→ **Exercise material**:
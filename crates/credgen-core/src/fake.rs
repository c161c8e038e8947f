//! In-memory credential service used by the unit tests. It enforces the same
//! lifecycle rules as the remote service and records every call it receives.

use std::collections::VecDeque;
use std::sync::Mutex;

use async_trait::async_trait;
use serde_json::json;

use crate::errors::{ConsoleError, ConsoleResult};
use crate::models::{
    ActionReceipt, CreateOutcome, CredentialRequest, CredentialStatus, NewCredential,
    RevealedSecret,
};
use crate::services::CredentialService;

const MIN_LENGTH: f64 = 32.0;
const APPROVAL_LENGTH: usize = 40;

struct Record {
    id: String,
    principal: String,
    status: CredentialStatus,
    secret: Option<String>,
}

#[derive(Default)]
struct FakeState {
    records: Vec<Record>,
    next_ids: VecDeque<String>,
    generated: usize,
    calls: Vec<String>,
    offline: bool,
}

pub(crate) struct FakeService {
    max_active_per_principal: usize,
    state: Mutex<FakeState>,
}

impl FakeService {
    pub(crate) fn new(max_active_per_principal: usize) -> Self {
        Self {
            max_active_per_principal,
            state: Mutex::new(FakeState::default()),
        }
    }

    pub(crate) fn with_next_ids(self, ids: &[&str]) -> Self {
        self.lock()
            .next_ids
            .extend(ids.iter().map(|id| id.to_string()));
        self
    }

    pub(crate) fn seed(&self, id: &str, principal: &str, status: CredentialStatus) {
        let secret = (status != CredentialStatus::Pending).then(|| make_secret(id, APPROVAL_LENGTH));
        self.lock().records.push(Record {
            id: id.to_string(),
            principal: principal.to_string(),
            status,
            secret,
        });
    }

    pub(crate) fn go_offline(&self) {
        self.lock().offline = true;
    }

    pub(crate) fn calls(&self) -> Vec<String> {
        self.lock().calls.clone()
    }

    pub(crate) fn clear_calls(&self) {
        self.lock().calls.clear();
    }

    pub(crate) fn status_of(&self, id: &str) -> Option<CredentialStatus> {
        self.lock()
            .records
            .iter()
            .find(|record| record.id == id)
            .map(|record| record.status.clone())
    }

    fn lock(&self) -> std::sync::MutexGuard<'_, FakeState> {
        self.state.lock().expect("fake service state")
    }

    fn enter(&self, call: String) -> ConsoleResult<std::sync::MutexGuard<'_, FakeState>> {
        let mut state = self.lock();
        if state.offline {
            return Err(ConsoleError::TransportFailure(
                "connection refused".to_string(),
            ));
        }
        state.calls.push(call);
        Ok(state)
    }
}

fn make_secret(seed: &str, length: usize) -> String {
    seed.chars()
        .chain("0123456789abcdefghijklmnopqrstuvwxyz".chars())
        .cycle()
        .take(length)
        .collect()
}

fn needs_approval(scopes: &[String]) -> bool {
    scopes
        .iter()
        .any(|scope| scope == "admin" || scope.starts_with("write:"))
}

#[async_trait]
impl CredentialService for FakeService {
    async fn create_request(&self, request: &NewCredential) -> ConsoleResult<CreateOutcome> {
        let mut state = self.enter("create".to_string())?;
        if request.principal.is_empty() {
            return Err(ConsoleError::PolicyRejected {
                status: 400,
                detail: "principal_required".to_string(),
            });
        }
        let length = request.length.value();
        if !length.is_finite() || length < MIN_LENGTH {
            return Err(ConsoleError::PolicyRejected {
                status: 400,
                detail: "length_too_short".to_string(),
            });
        }
        state.generated += 1;
        let generated = state.generated;
        let id = state
            .next_ids
            .pop_front()
            .unwrap_or_else(|| format!("cred-{generated}"));
        let active = state
            .records
            .iter()
            .filter(|record| {
                record.principal == request.principal && record.status == CredentialStatus::Active
            })
            .count();
        if active >= self.max_active_per_principal || needs_approval(&request.scopes) {
            state.records.push(Record {
                id: id.clone(),
                principal: request.principal.clone(),
                status: CredentialStatus::Pending,
                secret: None,
            });
            return Ok(CreateOutcome::Pending {
                request_id: id,
                reason: None,
            });
        }
        let secret = make_secret(&id, length as usize);
        state.records.push(Record {
            id: id.clone(),
            principal: request.principal.clone(),
            status: CredentialStatus::Active,
            secret: Some(secret.clone()),
        });
        Ok(CreateOutcome::Issued {
            secret,
            credential_id: Some(id),
            expires_at: None,
        })
    }

    async fn list_all(&self) -> ConsoleResult<Vec<CredentialRequest>> {
        let state = self.enter("list".to_string())?;
        Ok(state
            .records
            .iter()
            .map(|record| CredentialRequest {
                id: record.id.clone(),
                principal: record.principal.clone(),
                status: record.status.clone(),
                kind: Some("api_key".to_string()),
                scopes: None,
                created_at: None,
                expires_at: None,
            })
            .collect())
    }

    async fn approve(&self, id: &str) -> ConsoleResult<ActionReceipt> {
        let mut state = self.enter(format!("approve:{id}"))?;
        let record = state
            .records
            .iter_mut()
            .find(|record| record.id == id)
            .ok_or_else(|| ConsoleError::IdentifierUnknown {
                id: id.to_string(),
                detail: Some("not_found".to_string()),
            })?;
        if record.status != CredentialStatus::Pending {
            return Err(ConsoleError::AlreadyResolved {
                id: id.to_string(),
                detail: "not_pending".to_string(),
            });
        }
        let secret = make_secret(id, APPROVAL_LENGTH);
        record.status = CredentialStatus::Active;
        record.secret = Some(secret.clone());
        Ok(ActionReceipt(json!({
            "status": "issued",
            "credential_id": id,
            "secret": secret,
        })))
    }

    async fn revoke(&self, id: &str) -> ConsoleResult<ActionReceipt> {
        let mut state = self.enter(format!("revoke:{id}"))?;
        let record = state
            .records
            .iter_mut()
            .find(|record| record.id == id)
            .ok_or_else(|| ConsoleError::IdentifierUnknown {
                id: id.to_string(),
                detail: Some("not_found".to_string()),
            })?;
        record.status = CredentialStatus::Revoked;
        Ok(ActionReceipt(json!({
            "status": "revoked",
            "credential_id": id,
        })))
    }

    async fn reveal_secret(&self, id: &str) -> ConsoleResult<RevealedSecret> {
        let state = self.enter(format!("reveal:{id}"))?;
        state
            .records
            .iter()
            .find(|record| record.id == id)
            .and_then(|record| record.secret.clone())
            .map(|secret| RevealedSecret {
                secret_plaintext: secret,
                credential_id: Some(id.to_string()),
            })
            .ok_or_else(|| ConsoleError::IdentifierUnknown {
                id: id.to_string(),
                detail: Some("not_found_or_no_secret".to_string()),
            })
    }
}
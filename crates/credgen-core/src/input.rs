//! Form input handling. Validation is deliberately absent: the service is the
//! authority on what it accepts, so malformed values are coerced and sent on.

use serde::{Serialize, Serializer};
use tracing::warn;

use crate::models::NewCredential;

/// Largest integer an `f64` represents exactly.
const MAX_SAFE_INTEGER: f64 = 9_007_199_254_740_991.0;

/// A numeric form field after coercion. May be NaN or infinite, in which case
/// it is serialized as JSON `null`.
#[derive(Debug, Clone, Copy, PartialEq)]
pub struct CoercedNumber(pub f64);

impl CoercedNumber {
    #[must_use]
    pub fn is_malformed(self) -> bool {
        !self.0.is_finite()
    }

    #[must_use]
    pub const fn value(self) -> f64 {
        self.0
    }
}

impl Serialize for CoercedNumber {
    fn serialize<S: Serializer>(&self, serializer: S) -> Result<S::Ok, S::Error> {
        let value = self.0;
        if !value.is_finite() {
            serializer.serialize_none()
        } else if value.fract() == 0.0 && value.abs() <= MAX_SAFE_INTEGER {
            serializer.serialize_i64(value as i64)
        } else {
            serializer.serialize_f64(value)
        }
    }
}

impl std::fmt::Display for CoercedNumber {
    fn fmt(&self, f: &mut std::fmt::Formatter<'_>) -> std::fmt::Result {
        if self.0.is_nan() {
            f.write_str("NaN")
        } else {
            write!(f, "{}", self.0)
        }
    }
}

/// Coerces free text the way a loosely typed form would: surrounding
/// whitespace is ignored, blank text is zero, decimal, exponent, `0x`/`0o`/`0b`
/// and `Infinity` literals are accepted, and anything else is NaN.
#[must_use]
pub fn coerce_number(raw: &str) -> CoercedNumber {
    let text = raw.trim();
    if text.is_empty() {
        return CoercedNumber(0.0);
    }
    CoercedNumber(parse_prefixed(text).unwrap_or_else(|| parse_decimal(text)))
}

fn parse_prefixed(text: &str) -> Option<f64> {
    let lower = text.get(..2)?.to_ascii_lowercase();
    let radix = match lower.as_str() {
        "0x" => 16,
        "0o" => 8,
        "0b" => 2,
        _ => return None,
    };
    let digits = &text[2..];
    if digits.is_empty() {
        return Some(f64::NAN);
    }
    let value = digits.chars().try_fold(0f64, |acc, ch| {
        ch.to_digit(radix)
            .map(|digit| acc * f64::from(radix) + f64::from(digit))
    });
    Some(value.unwrap_or(f64::NAN))
}

fn parse_decimal(text: &str) -> f64 {
    let unsigned = text.strip_prefix(['+', '-']).unwrap_or(text);
    if unsigned == "Infinity" {
        return if text.starts_with('-') {
            f64::NEG_INFINITY
        } else {
            f64::INFINITY
        };
    }
    // `f64::from_str` also accepts "inf" and "nan" spellings; only plain
    // numeric literals count here.
    let numeric = unsigned
        .chars()
        .all(|ch| ch.is_ascii_digit() || matches!(ch, '.' | 'e' | 'E' | '+' | '-'));
    if !numeric || !unsigned.starts_with(|ch: char| ch.is_ascii_digit() || ch == '.') {
        return f64::NAN;
    }
    text.parse::<f64>().unwrap_or(f64::NAN)
}

/// Splits the comma-separated scope field. Order and duplicates are kept and
/// entries are not trimmed; an empty field yields one empty scope.
#[must_use]
pub fn parse_scopes(raw: &str) -> Vec<String> {
    raw.split(',').map(str::to_string).collect()
}

/// Raw values of the create form, exactly as the operator typed them.
#[derive(Debug, Clone, Default, PartialEq, Eq)]
pub struct CreateForm {
    pub principal: String,
    pub scopes: String,
    pub ttl_seconds: String,
    pub length: String,
    pub kind: Option<String>,
}

impl CreateForm {
    #[must_use]
    pub fn into_request(self) -> NewCredential {
        let ttl_seconds = coerce_number(&self.ttl_seconds);
        let length = coerce_number(&self.length);
        if ttl_seconds.is_malformed() {
            warn!(raw = %self.ttl_seconds, "ttl_seconds is not a number; forwarding as null");
        }
        if length.is_malformed() {
            warn!(raw = %self.length, "length is not a number; forwarding as null");
        }
        NewCredential {
            principal: self.principal,
            scopes: parse_scopes(&self.scopes),
            ttl_seconds,
            length,
            kind: self.kind,
        }
    }
}

#[cfg(test)]
mod tests {
    use super::*;
    use serde_json::json;

    #[test]
    fn coerces_plain_and_padded_numbers() {
        assert_eq!(coerce_number("3600").value(), 3600.0);
        assert_eq!(coerce_number("  32 ").value(), 32.0);
        assert_eq!(coerce_number("").value(), 0.0);
        assert_eq!(coerce_number("   ").value(), 0.0);
        assert_eq!(coerce_number("1.5").value(), 1.5);
        assert_eq!(coerce_number(".5").value(), 0.5);
        assert_eq!(coerce_number("-12").value(), -12.0);
        assert_eq!(coerce_number("1e3").value(), 1000.0);
        assert_eq!(coerce_number("0x20").value(), 32.0);
        assert_eq!(coerce_number("0b101").value(), 5.0);
        assert_eq!(coerce_number("-Infinity").value(), f64::NEG_INFINITY);
    }

    #[test]
    fn non_numeric_text_becomes_nan() {
        for raw in ["abc", "12abc", "inf", "nan", "NaN", "0x", "0xZZ", "1_000", ".", "e5"] {
            assert!(coerce_number(raw).value().is_nan(), "{raw} should be NaN");
            assert!(coerce_number(raw).is_malformed());
        }
    }

    #[test]
    fn malformed_numbers_serialize_as_null() {
        let body = serde_json::to_value(NewCredential {
            principal: "svc-a".to_string(),
            scopes: parse_scopes("read"),
            ttl_seconds: coerce_number("soon"),
            length: coerce_number("32"),
            kind: None,
        })
        .expect("serialize");
        assert_eq!(
            body,
            json!({
                "principal": "svc-a",
                "scopes": ["read"],
                "ttl_seconds": null,
                "length": 32
            })
        );
    }

    #[test]
    fn fractional_numbers_stay_fractional() {
        let value = serde_json::to_value(coerce_number("2.5")).expect("serialize");
        assert_eq!(value, json!(2.5));
    }

    #[test]
    fn scopes_keep_order_and_duplicates() {
        assert_eq!(parse_scopes("read,write,read"), vec!["read", "write", "read"]);
        assert_eq!(parse_scopes("read, write"), vec!["read", " write"]);
        assert_eq!(parse_scopes(""), vec![""]);
    }

    #[test]
    fn create_form_builds_request_body() {
        let request = CreateForm {
            principal: "svc-a".to_string(),
            scopes: "read,write".to_string(),
            ttl_seconds: "3600".to_string(),
            length: "32".to_string(),
            kind: Some("api_key".to_string()),
        }
        .into_request();
        assert_eq!(
            serde_json::to_value(&request).expect("serialize"),
            json!({
                "principal": "svc-a",
                "scopes": ["read", "write"],
                "ttl_seconds": 3600,
                "length": 32,
                "type": "api_key"
            })
        );
    }
}
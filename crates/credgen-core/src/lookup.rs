use crate::errors::{ConsoleError, ConsoleResult};
use crate::models::CredentialRequest;

/// Resolves `id` against a freshly fetched collection.
///
/// The service has no get-by-id endpoint for this path, so this is a linear
/// scan: O(n) in the size of the listing, paid on every status check. Nothing
/// is cached between calls, so the answer is never staler than the listing
/// it was given. Matching is exact and the first match wins.
pub fn find_by_id<'a>(
    collection: &'a [CredentialRequest],
    id: &str,
) -> ConsoleResult<&'a CredentialRequest> {
    collection
        .iter()
        .find(|credential| credential.id == id)
        .ok_or_else(|| ConsoleError::identifier_unknown(id))
}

→ **Problem requirements**: Keeping every character as it is, restate the lines above that run from the line with "fn enter(&self, call: String)" through the line with "seed.chars()", both included, and nothing else.

→ **Written response**:
    fn enter(&self, call: String) -> ConsoleResult<std::sync::MutexGuard<'_, FakeState>> {
        let mut state = self.lock();
        if state.offline {
            return Err(ConsoleError::TransportFailure(
                "connection refused".to_string(),
            ));
        }
        state.calls.push(call);
        Ok(state)
    }
}

fn make_secret(seed: &str, length: usize) -> String {
    seed.chars()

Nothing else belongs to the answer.